**Task to complete:** Only the lines below starting at the one containing "are reported through" and ending at the one containing "ConnectionState::Syncing => return" belong in the answer, each copied exactly.

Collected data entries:
= = = = =

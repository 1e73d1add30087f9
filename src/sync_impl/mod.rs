//! Sync orchestrator
//!
//! Drives one device pairing through connect, status query, listing and a
//! strictly sequential download batch. The device serves a single command
//! channel, so every phase is awaited before the next one starts.
//!
//! ```text
//! idle -> searching -> connected -> syncing -> (disconnected) -> idle
//! ```

pub mod state;
pub mod timer;

pub use self::state::{SessionSnapshot, SyncSession};
pub use self::timer::ElapsedTimer;

use chrono::{DateTime, Local, TimeZone};
use std::fmt;
use std::future::Future;
use std::sync::Arc;
use tokio::sync::{mpsc, watch};
use tokio::time::Instant;
use tracing::{debug, info, info_span, warn, Instrument};
use uuid::Uuid;

use crate::audio;
use crate::callbacks::{ProgressStats, SyncCallbacks};
use crate::config::Config;
use crate::error::SyncError;
use crate::protocol::{
	ConnectionState, DeviceClient, DeviceEvent, DeviceLink, DeviceStatus, FileId, LinkError,
	RemoteFile, Request,
};
use crate::transfer::{list_files, Download, TransferEvent, TransferProgress};
use crate::types::{AssembledFile, BatchSummary, FileOutcome, FileResult};
use crate::util::{unix_now, CancelSource, CancelToken};

/// Orchestrates one device session
///
/// The orchestrator is the sole writer of session state; observers read it
/// through [`subscribe`](Self::subscribe) snapshots or the callbacks.
pub struct SyncOrchestrator<L: DeviceLink> {
	client: DeviceClient<L>,
	core: SessionCore,
}

/// Everything except the client, so it can be updated while a download
/// holds the client borrowed
struct SessionCore {
	config: Config,
	callbacks: Box<dyn SyncCallbacks>,
	session: SyncSession,
	events: mpsc::UnboundedReceiver<DeviceEvent>,
	snapshot: Arc<watch::Sender<SessionSnapshot>>,
	cancel: Arc<CancelSource>,
	timer: ElapsedTimer,
	namer: ArtifactNamer,
}

impl<L: DeviceLink> SyncOrchestrator<L> {
	pub fn new(link: L, config: Config, callbacks: Box<dyn SyncCallbacks>) -> Self {
		let (tx, rx) = mpsc::unbounded_channel();
		let client = DeviceClient::new(link)
			.with_events(tx)
			.with_response_timeout(config.response_timeout());
		let (snapshot, _) = watch::channel(SessionSnapshot::default());
		let namer = ArtifactNamer::new(&config.file_prefix);
		Self {
			client,
			core: SessionCore {
				config,
				callbacks,
				session: SyncSession::new(),
				events: rx,
				snapshot: Arc::new(snapshot),
				cancel: Arc::new(CancelSource::new()),
				timer: ElapsedTimer::new(),
				namer,
			},
		}
	}

	pub fn state(&self) -> ConnectionState {
		self.core.session.connection_state
	}

	pub fn status(&self) -> &DeviceStatus {
		&self.core.session.device_status
	}

	pub fn catalog(&self) -> &[RemoteFile] {
		&self.core.session.catalog
	}

	pub fn session_id(&self) -> Option<Uuid> {
		self.core.session.id
	}

	pub fn subscribe(&self) -> watch::Receiver<SessionSnapshot> {
		self.core.snapshot.subscribe()
	}

	/// Handle that closes the session from another task
	///
	/// Cancelling during `open` abandons the phase waiting on the device.
	/// During a batch it stops the download in flight and skips the rest.
	/// Either way the session is torn down.
	pub fn cancel_handle(&self) -> Arc<CancelSource> {
		self.core.cancel.clone()
	}

	/// Whether the per-file elapsed counter is ticking
	pub fn is_timing(&self) -> bool {
		self.core.timer.is_running()
	}

	pub fn client(&self) -> &DeviceClient<L> {
		&self.client
	}

	pub fn link(&self) -> &L {
		self.client.link()
	}

	pub fn link_mut(&mut self) -> &mut L {
		self.client.link_mut()
	}

	// ========================================================================
	// CONNECT, STATUS, CATALOG
	// ========================================================================

	/// Connect, sync the device clock, query status and load the catalog
	///
	/// A cancelled device selection returns [`SyncError::Cancelled`] and
	/// leaves the session idle without reporting an error. So does firing
	/// the [`cancel_handle`](Self::cancel_handle) while any phase is waiting
	/// on the device.
	pub async fn open(&mut self) -> Result<(), SyncError> {
		if self.core.session.connection_state != ConnectionState::Idle {
			return Err(SyncError::Busy);
		}
		self.core.cancel.reset();
		let id = self.core.session.begin();
		let result = self.open_inner().instrument(info_span!("session", id = %id)).await;
		if let Err(e) = &result {
			self.abort(e).await;
		}
		result
	}

	async fn open_inner(&mut self) -> Result<(), SyncError> {
		let cancel = self.core.cancel.token();
		self.core.set_state(ConnectionState::Searching);
		match cancellable(&cancel, self.client.connect()).await {
			Ok(()) => {}
			Err(Phase::Cancelled) | Err(Phase::Failed(LinkError::PairingCancelled)) => {
				return Err(SyncError::Cancelled)
			}
			Err(Phase::Failed(e)) => return Err(SyncError::Connect(e)),
		}
		self.core.set_state(ConnectionState::Connected);
		info!("Connected to {}", self.client.link().name());

		if self.core.config.sync_clock_on_connect {
			cancellable(&cancel, self.client.send(&Request::SyncTime(unix_now()))).await?;
		}
		cancellable(&cancel, self.query_status()).await?;

		let catalog = cancellable(&cancel, list_files(&mut self.client)).await?;
		self.core.drain_events();
		self.core.session.catalog = catalog;
		self.core.callbacks.on_catalog(&self.core.session.catalog);
		self.core.publish();
		Ok(())
	}

	/// Battery, version, capacity, in that order
	///
	/// A value the device does not deliver stays unknown; only a lost
	/// link fails the query.
	async fn query_status(&mut self) -> Result<(), SyncError> {
		for request in vec![Request::GetBattery, Request::GetVersion, Request::GetCapacity] {
			let command = request.command();
			match self.client.request(request).await {
				Ok(response) => {
					if let Some(update) = response.status_update() {
						self.core.session.apply_status(update);
					}
				}
				Err(e) if e.is_disconnect() => return Err(e.into()),
				Err(e) => warn!("{} failed, leaving it unknown: {}", command, e),
			}
		}
		self.core.drain_events();
		let status = &self.core.session.device_status;
		debug!("device status: {:?}", status);
		self.core.callbacks.on_status(status);
		self.core.publish();
		Ok(())
	}

	/// Re-query device status on an open session
	pub async fn refresh_status(&mut self) -> Result<(), SyncError> {
		if !self.core.session.is_open() {
			return Err(SyncError::NotConnected);
		}
		let cancel = self.core.cancel.token();
		let result = cancellable(&cancel, self.query_status()).await.map_err(SyncError::from);
		if let Err(e) = &result {
			self.abort(e).await;
		}
		result
	}

	// ========================================================================
	// SELECTION
	// ========================================================================

	/// Replace the selection; unknown ids are rejected as a whole
	pub fn select<I>(&mut self, ids: I) -> Result<(), SyncError>
	where
		I: IntoIterator<Item = FileId>,
	{
		if !self.core.session.is_open() {
			return Err(SyncError::NotConnected);
		}
		self.core.session.select(ids)?;
		self.core.publish();
		Ok(())
	}

	pub fn select_all(&mut self) -> Result<(), SyncError> {
		if !self.core.session.is_open() {
			return Err(SyncError::NotConnected);
		}
		self.core.session.select_all();
		self.core.publish();
		Ok(())
	}

	// ========================================================================
	// BATCH
	// ========================================================================

	/// Download the selection one file at a time, then close the session
	///
	/// Per-file failures, a lost link included, are reported through
	/// `on_file_failed` and the batch moves on. Only a cancel skips the
	/// rest. The batch hook fires exactly once, after teardown.
	pub async fn sync_selected(&mut self) -> Result<BatchSummary, SyncError> {
		match self.core.session.connection_state {
			ConnectionState::Connected => {}
			ConnectionState::Syncing => return Err(SyncError::Busy),
			_ => return Err(SyncError::NotConnected),
		}
		let id = self.core.session.id.unwrap_or_else(Uuid::nil);
		let summary = self.run_batch(id).instrument(info_span!("session", id = %id)).await;
		self.core.callbacks.on_batch_complete(&summary);
		Ok(summary)
	}

	async fn run_batch(&mut self, id: Uuid) -> BatchSummary {
		let queue = self.core.session.selected_files();
		let total = queue.len();
		let is_batch = total > 1;
		let started = Instant::now();
		let mut summary = BatchSummary::new(id);

		self.core.set_state(ConnectionState::Syncing);
		info!("Syncing {} files", total);

		let mut link_lost = false;
		if self.core.config.high_speed_transfers && total > 0 {
			if let Err(e) = self.client.send(&Request::EnableHighSpeed(true)).await {
				warn!("Could not enable high-speed mode: {}", e);
				link_lost = e.is_disconnect();
			}
		}

		for (index, file) in queue.into_iter().enumerate() {
			if self.core.cancel.is_cancelled() {
				summary.outcomes.push(FileOutcome { file, result: FileResult::Skipped });
				continue;
			}
			let result = self.download(&file, index + 1, total, is_batch).await;
			if let FileResult::Failed(failure) = &result {
				link_lost |= failure.is_session_fatal();
			}
			summary.outcomes.push(FileOutcome { file, result });
		}

		self.core.timer.stop();
		summary.aborted = self.core.cancel.is_cancelled();
		summary.elapsed = started.elapsed();
		info!(
			"Batch finished: {} of {} files, {} failed{}",
			summary.completed(),
			total,
			summary.failed(),
			if summary.aborted { ", aborted" } else { "" }
		);

		if link_lost {
			self.core.set_state(ConnectionState::Disconnected);
		}
		if !summary.aborted {
			let cancel = self.core.cancel.token();
			tokio::select! {
				biased;
				_ = cancel.cancelled() => debug!("completion pause cut short"),
				_ = tokio::time::sleep(self.core.config.completion_pause()) => {}
			}
		}
		self.close().await;
		summary
	}

	async fn download(&mut self, file: &RemoteFile, index: usize, total: usize, is_batch: bool) -> FileResult {
		let core = &mut self.core;
		core.session.current = Some(file.clone());
		core.session.progress =
			Some(TransferProgress { received: 0, expected: file.size_bytes, percent: 0 });
		core.timer.start(core.config.tick_interval(), core.snapshot.clone());
		core.publish();
		info!("[{}/{}] Downloading {} ({} bytes)", index, total, file.display_name, file.size_bytes);

		let mut download = Download::new(&mut self.client, file.clone(), core.cancel.token());
		let mut result = FileResult::Cancelled;
		while let Some(event) = download.next().await {
			core.drain_events();
			match event {
				TransferEvent::Started { expected_size } => {
					if expected_size != file.size_bytes {
						debug!("device sends {} bytes, catalog listed {}", expected_size, file.size_bytes);
					}
					core.report_progress(file, index, total, download.session().progress());
				}
				TransferEvent::Progress(progress) => core.report_progress(file, index, total, progress),
				TransferEvent::Completed(done) => {
					let bytes = audio::convert_to_container(&done.chunks);
					let name = core.namer.next_name(Local::now());
					let len = bytes.len();
					core.callbacks.on_file_ready(
						AssembledFile { name: name.clone(), bytes, source: done.file },
						is_batch,
					);
					result = FileResult::Completed { name, bytes: len };
				}
				TransferEvent::Failed(failure) => {
					core.callbacks.on_file_failed(file, &failure);
					result = FileResult::Failed(failure);
				}
				TransferEvent::Cancelled => result = FileResult::Cancelled,
			}
		}

		core.session.current = None;
		core.publish();
		result
	}

	// ========================================================================
	// TEARDOWN
	// ========================================================================

	/// Stop the timer, disconnect and reset every session field
	///
	/// Safe to call at any point and any number of times.
	pub async fn close(&mut self) {
		self.core.timer.stop();
		let previous = self.core.session.connection_state;
		if previous != ConnectionState::Idle || self.core.session.id.is_some() {
			if let Err(e) = self.client.disconnect().await {
				debug!("disconnect: {}", e);
			}
		}
		self.core.drain_events();
		self.core.session.reset();
		self.core.cancel.reset();
		if previous != ConnectionState::Idle {
			info!("Session closed");
			self.core.callbacks.on_state_change(ConnectionState::Idle);
		}
		self.core.publish();
	}

	async fn abort(&mut self, error: &SyncError) {
		if let SyncError::Protocol(e) = error {
			if e.is_disconnect() {
				self.core.set_state(ConnectionState::Disconnected);
			}
		}
		self.close().await;
		if error.is_cancellation() {
			info!("Device selection cancelled");
		} else {
			warn!("Session failed: {}", error);
			self.core.callbacks.on_error(error);
		}
	}
}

= = = = =

**Exercise result:**
	/// Per-file failures, a lost link included, are reported through
	/// `on_file_failed` and the batch moves on. Only a cancel skips the
	/// rest. The batch hook fires exactly once, after teardown.
	pub async fn sync_selected(&mut self) -> Result<BatchSummary, SyncError> {
		match self.core.session.connection_state {
			ConnectionState::Connected => {}
			ConnectionState::Syncing => return Err(SyncError::Busy),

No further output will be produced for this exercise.